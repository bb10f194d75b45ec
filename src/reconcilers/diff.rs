// Copyright (c) 2025 Erick Bourgeois, firestoned
// SPDX-License-Identifier: MIT

//! Record drift detection.
//!
//! Compares the desired record set with what the provider actually holds and produces
//! the minimal [`ChangeSet`] that converges them. Records are matched by
//! `(name, geolocation_key)`; two records with the same key differ when any of alias
//! target, alias zone, health check reference or the evaluate flag differ.

use crate::compiler::DesiredState;
use crate::model::{HostedZone, RecordChange, RecordKey, RoutingRecord};
use serde::Serialize;
use std::collections::{BTreeMap, BTreeSet};

/// The provider's record set, limited to records this controller owns.
#[derive(Clone, Debug, Default, PartialEq, Eq)]
pub struct ActualState {
    records: BTreeMap<RecordKey, RoutingRecord>,
}

impl ActualState {
    /// Scope the provider's records to the ones this controller owns.
    ///
    /// A managed zone belongs to the controller entirely. In an external zone only names
    /// that appear in the desired state are considered, so unrelated records survive. So do
    /// records under names an earlier configuration used, such as `www` after a switch to
    /// the apex; those need manual cleanup.
    #[must_use]
    pub fn scoped(zone: &HostedZone, desired: &DesiredState, records: Vec<RoutingRecord>) -> Self {
        let owned_names: BTreeSet<&str> =
            desired.records().iter().map(|r| r.name.as_str()).collect();

        let records = records
            .into_iter()
            .filter(|r| zone.managed || owned_names.contains(r.name.as_str()))
            .map(|r| (r.key(), r))
            .collect();

        Self { records }
    }

    #[must_use]
    pub fn get(&self, key: &RecordKey) -> Option<&RoutingRecord> {
        self.records.get(key)
    }

    #[must_use]
    pub fn len(&self) -> usize {
        self.records.len()
    }

    #[must_use]
    pub fn is_empty(&self) -> bool {
        self.records.is_empty()
    }

    pub fn records(&self) -> impl Iterator<Item = &RoutingRecord> {
        self.records.values()
    }
}

/// Changes that take the actual state to the desired state. Empty means converged.
#[derive(Clone, Debug, Default, PartialEq, Eq, Serialize)]
pub struct ChangeSet {
    pub deletes: Vec<RoutingRecord>,
    pub updates: Vec<RoutingRecord>,
    pub creates: Vec<RoutingRecord>,
}

impl ChangeSet {
    #[must_use]
    pub fn is_empty(&self) -> bool {
        self.deletes.is_empty() && self.updates.is_empty() && self.creates.is_empty()
    }

    #[must_use]
    pub fn len(&self) -> usize {
        self.deletes.len() + self.updates.len() + self.creates.len()
    }

    /// Keys of every record touched, sorted.
    #[must_use]
    pub fn keys(&self) -> Vec<RecordKey> {
        let keys: BTreeSet<RecordKey> = self
            .deletes
            .iter()
            .chain(&self.updates)
            .chain(&self.creates)
            .map(RoutingRecord::key)
            .collect();
        keys.into_iter().collect()
    }

    /// Changes in application order: deletes, then updates, then creates.
    #[must_use]
    pub fn ordered_changes(&self) -> Vec<RecordChange> {
        self.deletes
            .iter()
            .cloned()
            .map(RecordChange::Delete)
            .chain(self.updates.iter().cloned().map(RecordChange::Update))
            .chain(self.creates.iter().cloned().map(RecordChange::Create))
            .collect()
    }

    /// Fold in changes applied by a later attempt of the same pass.
    pub fn extend(&mut self, other: ChangeSet) {
        self.deletes.extend(other.deletes);
        self.updates.extend(other.updates);
        self.creates.extend(other.creates);
    }
}

/// Compute the changes needed to converge `actual` on `desired`.
#[must_use]
pub fn diff(desired: &DesiredState, actual: &ActualState) -> ChangeSet {
    let mut changes = ChangeSet::default();
    let mut wanted = BTreeSet::new();

    for record in desired.records() {
        let key = record.key();
        match actual.get(&key) {
            None => changes.creates.push(record.clone()),
            Some(existing) if existing != record => changes.updates.push(record.clone()),
            Some(_) => {}
        }
        wanted.insert(key);
    }

    changes.deletes = actual
        .records()
        .filter(|r| !wanted.contains(&r.key()))
        .cloned()
        .collect();

    changes
}

#[cfg(test)]
#[path = "diff_tests.rs"]
mod diff_tests;
// Copyright (c) 2025 Erick Bourgeois, firestoned
// SPDX-License-Identifier: MIT

//! DNS provider interface.
//!
//! The provider is the only source of truth for the actual record set. Two
//! implementations are provided:
//!
//! - [`HttpDnsProvider`] - REST/JSON provider API over `reqwest`
//! - [`MemoryProvider`] - in-process provider with failure injection, for tests and
//!   dry runs
//!
//! Implementations do not retry; retry policy belongs to the caller (see
//! [`crate::reconcilers::retry`]).

pub mod http;
pub mod memory;

pub use http::HttpDnsProvider;
pub use memory::MemoryProvider;

use crate::dns_errors::ProviderError;
use crate::model::{HealthCheck, HealthCheckSpec, HostedZone, RecordChange, RoutingRecord};
use async_trait::async_trait;

/// Operations the controller needs from a DNS provider.
#[async_trait]
pub trait DnsProvider: Send + Sync {
    /// Create a hosted zone. Not idempotent: a second call may create a second zone.
    async fn create_hosted_zone(
        &self,
        domain: &str,
        caller_reference: &str,
    ) -> Result<HostedZone, ProviderError>;

    /// Look up a hosted zone by id; [`ProviderError::NotFound`] if it does not exist.
    async fn get_hosted_zone(&self, zone_id: &str) -> Result<HostedZone, ProviderError>;

    /// All routing records currently in the zone.
    async fn list_records(&self, zone_id: &str) -> Result<Vec<RoutingRecord>, ProviderError>;

    /// Submit one batch of changes.
    ///
    /// When [`supports_atomic_batches`](Self::supports_atomic_batches) is true the batch is
    /// applied entirely or not at all. Otherwise changes are applied in order and a failure
    /// leaves earlier changes applied.
    async fn change_records(
        &self,
        zone_id: &str,
        changes: &[RecordChange],
    ) -> Result<(), ProviderError>;

    /// Register a health check.
    async fn create_health_check(&self, spec: &HealthCheckSpec)
        -> Result<HealthCheck, ProviderError>;

    /// Look up a health check by caller reference.
    async fn get_health_check(&self, reference: &str)
        -> Result<Option<HealthCheck>, ProviderError>;

    /// Whether [`change_records`](Self::change_records) is transactional.
    fn supports_atomic_batches(&self) -> bool;
}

....

# What needs to be done
When you write the entries out again, keep every word and mark exactly as it is.

# Your solution
repository bb10f194d75b45ec
filename src/reconcilers/diff.rs
// Copyright (c) 2025 Erick Bourgeois, firestoned
// SPDX-License-Identifier: MIT

//! Record drift detection.
//!
//! Compares the desired record set with what the provider actually holds and produces
//! the minimal [`ChangeSet`] that converges them. Records are matched by
//! `(name, geolocation_key)`; two records with the same key differ when any of alias
//! target, alias zone, health check reference or the evaluate flag differ.

use crate::compiler::DesiredState;
use crate::model::{HostedZone, RecordChange, RecordKey, RoutingRecord};
use serde::Serialize;
use std::collections::{BTreeMap, BTreeSet};

/// The provider's record set, limited to records this controller owns.
#[derive(Clone, Debug, Default, PartialEq, Eq)]
pub struct ActualState {
    records: BTreeMap<RecordKey, RoutingRecord>,
}

impl ActualState {
    /// Scope the provider's records to the ones this controller owns.
    ///
    /// A managed zone belongs to the controller entirely. In an external zone only names
    /// that appear in the desired state are considered, so unrelated records survive. So do
    /// records under names an earlier configuration used, such as `www` after a switch to
    /// the apex; those need manual cleanup.
    #[must_use]
    pub fn scoped(zone: &HostedZone, desired: &DesiredState, records: Vec<RoutingRecord>) -> Self {
        let owned_names: BTreeSet<&str> =
            desired.records().iter().map(|r| r.name.as_str()).collect();

        let records = records
            .into_iter()
            .filter(|r| zone.managed || owned_names.contains(r.name.as_str()))
            .map(|r| (r.key(), r))
            .collect();

        Self { records }
    }

    #[must_use]
    pub fn get(&self, key: &RecordKey) -> Option<&RoutingRecord> {
        self.records.get(key)
    }

    #[must_use]
    pub fn len(&self) -> usize {
        self.records.len()
    }

    #[must_use]
    pub fn is_empty(&self) -> bool {
        self.records.is_empty()
    }

    pub fn records(&self) -> impl Iterator<Item = &RoutingRecord> {
        self.records.values()
    }
}

/// Changes that take the actual state to the desired state. Empty means converged.
#[derive(Clone, Debug, Default, PartialEq, Eq, Serialize)]
pub struct ChangeSet {
    pub deletes: Vec<RoutingRecord>,
    pub updates: Vec<RoutingRecord>,
    pub creates: Vec<RoutingRecord>,
}

impl ChangeSet {
    #[must_use]
    pub fn is_empty(&self) -> bool {
        self.deletes.is_empty() && self.updates.is_empty() && self.creates.is_empty()
    }

    #[must_use]
    pub fn len(&self) -> usize {
        self.deletes.len() + self.updates.len() + self.creates.len()
    }

    /// Keys of every record touched, sorted.
    #[must_use]
    pub fn keys(&self) -> Vec<RecordKey> {
        let keys: BTreeSet<RecordKey> = self
            .deletes
            .iter()
            .chain(&self.updates)
            .chain(&self.creates)
            .map(RoutingRecord::key)
            .collect();
        keys.into_iter().collect()
    }

    /// Changes in application order: deletes, then updates, then creates.
    #[must_use]
    pub fn ordered_changes(&self) -> Vec<RecordChange> {
        self.deletes
            .iter()
            .cloned()
            .map(RecordChange::Delete)
            .chain(self.updates.iter().cloned().map(RecordChange::Update))
            .chain(self.creates.iter().cloned().map(RecordChange::Create))
            .collect()
    }

    /// Fold in changes applied by a later attempt of the same pass.
    pub fn extend(&mut self, other: ChangeSet) {
        self.deletes.extend(other.deletes);
        self.updates.extend(other.updates);
        self.creates.extend(other.creates);
    }
}

/// Compute the changes needed to converge `actual` on `desired`.
#[must_use]
pub fn diff(desired: &DesiredState, actual: &ActualState) -> ChangeSet {
    let mut changes = ChangeSet::default();
    let mut wanted = BTreeSet::new();

    for record in desired.records() {
        let key = record.key();
        match actual.get(&key) {
            None => changes.creates.push(record.clone()),
            Some(existing) if existing != record => changes.updates.push(record.clone()),
            Some(_) => {}
        }
        wanted.insert(key);
    }

    changes.deletes = actual
        .records()
        .filter(|r| !wanted.contains(&r.key()))
        .cloned()
        .collect();

    changes
}

#[cfg(test)]
#[path = "diff_tests.rs"]
mod diff_tests;
// Copyright (c) 2025 Erick Bourgeois, firestoned
// SPDX-License-Identifier: MIT

//! DNS provider interface.
//!
//! The provider is the only source of truth for the actual record set. Two
//! implementations are provided:
//!
//! - [`HttpDnsProvider`] - REST/JSON provider API over `reqwest`
//! - [`MemoryProvider`] - in-process provider with failure injection, for tests and
//!   dry runs
//!
//! Implementations do not retry; retry policy belongs to the caller (see
//! [`crate::reconcilers::retry`]).

pub mod http;
pub mod memory;

pub use http::HttpDnsProvider;
pub use memory::MemoryProvider;

use crate::dns_errors::ProviderError;
use crate::model::{HealthCheck, HealthCheckSpec, HostedZone, RecordChange, RoutingRecord};
use async_trait::async_trait;

/// Operations the controller needs from a DNS provider.
#[async_trait]
pub trait DnsProvider: Send + Sync {
    /// Create a hosted zone. Not idempotent: a second call may create a second zone.
    async fn create_hosted_zone(
        &self,
        domain: &str,
        caller_reference: &str,
    ) -> Result<HostedZone, ProviderError>;

    /// Look up a hosted zone by id; [`ProviderError::NotFound`] if it does not exist.
    async fn get_hosted_zone(&self, zone_id: &str) -> Result<HostedZone, ProviderError>;

    /// All routing records currently in the zone.
    async fn list_records(&self, zone_id: &str) -> Result<Vec<RoutingRecord>, ProviderError>;

    /// Submit one batch of changes.
    ///
    /// When [`supports_atomic_batches`](Self::supports_atomic_batches) is true the batch is
    /// applied entirely or not at all. Otherwise changes are applied in order and a failure
    /// leaves earlier changes applied.
    async fn change_records(
        &self,
        zone_id: &str,
        changes: &[RecordChange],
    ) -> Result<(), ProviderError>;

    /// Register a health check.
    async fn create_health_check(&self, spec: &HealthCheckSpec)
        -> Result<HealthCheck, ProviderError>;

    /// Look up a health check by caller reference.
    async fn get_health_check(&self, reference: &str)
        -> Result<Option<HealthCheck>, ProviderError>;

    /// Whether [`change_records`](Self::change_records) is transactional.
    fn supports_atomic_batches(&self) -> bool;
}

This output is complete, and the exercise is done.